Your goal: Scan the records for the word "instrument". Copy each line that includes it.

Records drawn from a dataset:
◇ ◇ ◇
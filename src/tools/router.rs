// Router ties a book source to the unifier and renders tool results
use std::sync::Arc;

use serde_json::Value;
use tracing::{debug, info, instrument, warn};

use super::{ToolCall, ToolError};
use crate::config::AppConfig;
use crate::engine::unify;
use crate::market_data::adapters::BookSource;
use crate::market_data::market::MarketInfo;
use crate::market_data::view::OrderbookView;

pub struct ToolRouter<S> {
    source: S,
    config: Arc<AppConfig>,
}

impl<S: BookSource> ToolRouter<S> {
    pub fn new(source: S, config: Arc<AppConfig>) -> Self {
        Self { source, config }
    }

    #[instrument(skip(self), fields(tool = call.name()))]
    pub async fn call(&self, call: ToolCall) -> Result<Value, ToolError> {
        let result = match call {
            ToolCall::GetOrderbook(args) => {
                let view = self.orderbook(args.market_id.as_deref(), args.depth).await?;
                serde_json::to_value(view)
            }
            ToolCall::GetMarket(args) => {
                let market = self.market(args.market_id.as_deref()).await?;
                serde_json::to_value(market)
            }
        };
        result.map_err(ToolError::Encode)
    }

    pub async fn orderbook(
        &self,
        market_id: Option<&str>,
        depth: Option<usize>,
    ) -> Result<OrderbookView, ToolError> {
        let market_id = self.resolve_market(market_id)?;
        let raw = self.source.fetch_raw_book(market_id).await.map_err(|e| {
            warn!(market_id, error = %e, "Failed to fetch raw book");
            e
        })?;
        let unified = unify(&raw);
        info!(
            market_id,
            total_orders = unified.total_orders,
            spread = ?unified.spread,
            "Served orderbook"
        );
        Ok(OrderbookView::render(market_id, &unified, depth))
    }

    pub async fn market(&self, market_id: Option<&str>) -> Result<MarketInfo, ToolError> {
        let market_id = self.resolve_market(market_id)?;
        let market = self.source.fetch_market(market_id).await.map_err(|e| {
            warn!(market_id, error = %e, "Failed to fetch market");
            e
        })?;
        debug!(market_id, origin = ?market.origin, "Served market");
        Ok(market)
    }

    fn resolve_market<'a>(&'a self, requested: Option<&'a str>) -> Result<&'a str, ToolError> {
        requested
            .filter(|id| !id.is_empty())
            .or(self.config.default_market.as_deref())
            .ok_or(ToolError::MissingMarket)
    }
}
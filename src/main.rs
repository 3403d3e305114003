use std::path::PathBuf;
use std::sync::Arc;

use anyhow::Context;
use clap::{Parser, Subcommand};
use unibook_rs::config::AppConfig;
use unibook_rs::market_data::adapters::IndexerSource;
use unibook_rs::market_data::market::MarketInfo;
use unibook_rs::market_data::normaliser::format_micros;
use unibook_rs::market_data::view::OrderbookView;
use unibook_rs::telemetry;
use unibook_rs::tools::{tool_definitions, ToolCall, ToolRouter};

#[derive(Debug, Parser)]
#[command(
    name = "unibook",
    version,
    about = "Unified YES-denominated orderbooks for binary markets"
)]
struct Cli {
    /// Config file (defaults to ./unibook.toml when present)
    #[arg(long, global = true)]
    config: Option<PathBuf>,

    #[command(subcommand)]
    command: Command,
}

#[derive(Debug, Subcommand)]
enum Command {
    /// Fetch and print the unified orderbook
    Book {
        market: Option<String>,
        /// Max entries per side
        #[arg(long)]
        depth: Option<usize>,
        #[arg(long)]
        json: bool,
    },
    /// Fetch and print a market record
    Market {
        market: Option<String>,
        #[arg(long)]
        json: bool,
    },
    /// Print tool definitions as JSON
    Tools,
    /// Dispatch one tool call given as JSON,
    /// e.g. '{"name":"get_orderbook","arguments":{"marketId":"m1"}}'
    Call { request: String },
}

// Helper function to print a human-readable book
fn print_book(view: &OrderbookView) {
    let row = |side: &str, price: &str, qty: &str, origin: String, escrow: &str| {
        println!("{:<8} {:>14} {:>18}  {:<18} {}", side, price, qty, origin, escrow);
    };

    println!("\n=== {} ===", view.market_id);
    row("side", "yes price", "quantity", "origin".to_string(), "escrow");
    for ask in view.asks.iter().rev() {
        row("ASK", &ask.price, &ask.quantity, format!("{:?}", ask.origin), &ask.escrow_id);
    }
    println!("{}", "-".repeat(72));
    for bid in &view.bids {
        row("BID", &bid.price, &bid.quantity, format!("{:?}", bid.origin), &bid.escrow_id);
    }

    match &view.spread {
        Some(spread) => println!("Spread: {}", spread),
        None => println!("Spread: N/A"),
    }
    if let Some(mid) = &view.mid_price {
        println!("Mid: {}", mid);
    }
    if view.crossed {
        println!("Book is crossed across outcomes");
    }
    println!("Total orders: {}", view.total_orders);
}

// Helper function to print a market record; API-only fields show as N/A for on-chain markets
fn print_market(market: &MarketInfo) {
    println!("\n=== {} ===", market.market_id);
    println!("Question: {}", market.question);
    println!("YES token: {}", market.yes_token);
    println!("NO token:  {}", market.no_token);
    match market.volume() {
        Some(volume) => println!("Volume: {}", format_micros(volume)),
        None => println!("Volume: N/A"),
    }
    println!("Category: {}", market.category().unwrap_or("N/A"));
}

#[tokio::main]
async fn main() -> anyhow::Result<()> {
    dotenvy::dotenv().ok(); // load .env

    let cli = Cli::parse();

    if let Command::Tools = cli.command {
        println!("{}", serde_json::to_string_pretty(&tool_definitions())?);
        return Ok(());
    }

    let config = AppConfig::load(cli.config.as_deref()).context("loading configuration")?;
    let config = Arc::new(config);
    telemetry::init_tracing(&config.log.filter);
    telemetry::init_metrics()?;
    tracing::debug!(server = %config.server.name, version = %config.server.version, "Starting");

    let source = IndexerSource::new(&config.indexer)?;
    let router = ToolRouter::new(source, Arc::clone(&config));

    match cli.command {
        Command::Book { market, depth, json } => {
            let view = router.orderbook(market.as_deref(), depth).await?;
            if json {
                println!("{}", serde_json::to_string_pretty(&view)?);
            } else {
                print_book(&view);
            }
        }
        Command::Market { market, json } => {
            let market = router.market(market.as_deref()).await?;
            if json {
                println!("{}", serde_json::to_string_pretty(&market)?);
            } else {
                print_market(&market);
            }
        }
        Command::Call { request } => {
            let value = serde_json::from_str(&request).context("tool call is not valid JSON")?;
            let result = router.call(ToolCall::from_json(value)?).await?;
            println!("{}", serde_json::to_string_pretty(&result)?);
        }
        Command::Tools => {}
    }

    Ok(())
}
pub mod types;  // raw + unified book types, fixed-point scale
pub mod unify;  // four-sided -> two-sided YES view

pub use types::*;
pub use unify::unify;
◇ ◇ ◇
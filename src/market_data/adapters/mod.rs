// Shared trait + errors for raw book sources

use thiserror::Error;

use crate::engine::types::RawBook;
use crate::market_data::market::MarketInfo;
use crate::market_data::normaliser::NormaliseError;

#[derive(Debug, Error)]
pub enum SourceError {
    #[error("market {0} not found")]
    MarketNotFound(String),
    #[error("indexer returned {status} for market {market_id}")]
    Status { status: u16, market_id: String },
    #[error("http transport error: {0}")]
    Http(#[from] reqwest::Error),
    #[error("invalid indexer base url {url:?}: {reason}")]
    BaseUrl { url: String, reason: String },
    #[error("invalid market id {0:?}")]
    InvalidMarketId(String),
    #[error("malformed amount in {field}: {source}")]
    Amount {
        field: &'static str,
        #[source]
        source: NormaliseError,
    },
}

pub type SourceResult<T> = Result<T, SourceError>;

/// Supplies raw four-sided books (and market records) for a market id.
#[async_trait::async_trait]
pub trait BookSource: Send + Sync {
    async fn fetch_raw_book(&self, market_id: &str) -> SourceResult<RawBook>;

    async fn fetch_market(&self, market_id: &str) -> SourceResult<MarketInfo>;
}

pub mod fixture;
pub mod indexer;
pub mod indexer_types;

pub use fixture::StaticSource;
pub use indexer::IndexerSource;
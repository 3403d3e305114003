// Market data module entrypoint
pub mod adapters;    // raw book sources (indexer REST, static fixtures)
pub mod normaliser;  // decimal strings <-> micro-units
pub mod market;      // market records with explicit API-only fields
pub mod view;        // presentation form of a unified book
◇ ◇ ◇
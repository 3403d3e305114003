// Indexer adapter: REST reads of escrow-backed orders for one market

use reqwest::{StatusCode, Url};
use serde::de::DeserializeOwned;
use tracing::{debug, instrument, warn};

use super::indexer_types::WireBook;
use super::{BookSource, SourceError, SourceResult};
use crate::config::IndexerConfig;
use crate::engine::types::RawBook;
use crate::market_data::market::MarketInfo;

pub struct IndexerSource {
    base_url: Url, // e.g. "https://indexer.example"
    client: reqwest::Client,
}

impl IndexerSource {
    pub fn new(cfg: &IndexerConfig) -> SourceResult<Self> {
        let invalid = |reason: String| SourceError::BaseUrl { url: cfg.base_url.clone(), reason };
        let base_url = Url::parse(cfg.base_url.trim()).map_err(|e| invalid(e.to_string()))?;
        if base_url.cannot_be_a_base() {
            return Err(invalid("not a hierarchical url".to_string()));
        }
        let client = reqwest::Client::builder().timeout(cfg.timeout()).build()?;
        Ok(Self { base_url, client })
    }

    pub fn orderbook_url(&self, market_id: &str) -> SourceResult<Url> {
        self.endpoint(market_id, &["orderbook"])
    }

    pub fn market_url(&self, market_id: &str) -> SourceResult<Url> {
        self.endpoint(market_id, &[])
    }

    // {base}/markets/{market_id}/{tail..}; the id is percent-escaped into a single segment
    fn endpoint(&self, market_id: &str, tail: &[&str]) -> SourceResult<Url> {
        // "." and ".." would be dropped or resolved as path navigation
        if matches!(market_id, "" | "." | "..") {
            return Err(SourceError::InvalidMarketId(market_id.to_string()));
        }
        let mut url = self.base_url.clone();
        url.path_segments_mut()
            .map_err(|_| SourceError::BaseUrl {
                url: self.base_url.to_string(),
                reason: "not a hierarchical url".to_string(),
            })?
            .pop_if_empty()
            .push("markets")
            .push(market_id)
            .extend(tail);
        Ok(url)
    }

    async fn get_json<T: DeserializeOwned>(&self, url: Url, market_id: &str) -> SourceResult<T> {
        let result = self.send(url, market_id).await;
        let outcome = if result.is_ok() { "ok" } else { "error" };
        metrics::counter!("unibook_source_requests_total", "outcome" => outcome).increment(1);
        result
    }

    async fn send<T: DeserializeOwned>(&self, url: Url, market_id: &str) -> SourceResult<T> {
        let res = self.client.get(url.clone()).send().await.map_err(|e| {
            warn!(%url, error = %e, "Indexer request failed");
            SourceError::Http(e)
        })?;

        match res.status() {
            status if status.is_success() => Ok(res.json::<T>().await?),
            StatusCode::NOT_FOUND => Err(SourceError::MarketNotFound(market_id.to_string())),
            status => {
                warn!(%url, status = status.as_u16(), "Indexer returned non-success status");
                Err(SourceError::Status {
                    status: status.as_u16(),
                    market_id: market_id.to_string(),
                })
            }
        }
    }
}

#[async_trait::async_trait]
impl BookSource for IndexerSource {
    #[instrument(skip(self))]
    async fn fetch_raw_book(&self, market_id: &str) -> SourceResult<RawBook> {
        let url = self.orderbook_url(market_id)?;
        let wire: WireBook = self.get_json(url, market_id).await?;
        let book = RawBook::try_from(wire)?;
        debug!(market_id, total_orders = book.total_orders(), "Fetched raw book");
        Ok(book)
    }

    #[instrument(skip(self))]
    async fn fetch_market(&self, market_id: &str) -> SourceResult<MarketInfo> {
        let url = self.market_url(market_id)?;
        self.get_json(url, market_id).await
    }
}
◇ ◇ ◇
Response:
use tracing::{debug, info, instrument, warn};
    #[instrument(skip(self), fields(tool = call.name()))]
use tracing::{debug, instrument, warn};
    #[instrument(skip(self))]
    #[instrument(skip(self))]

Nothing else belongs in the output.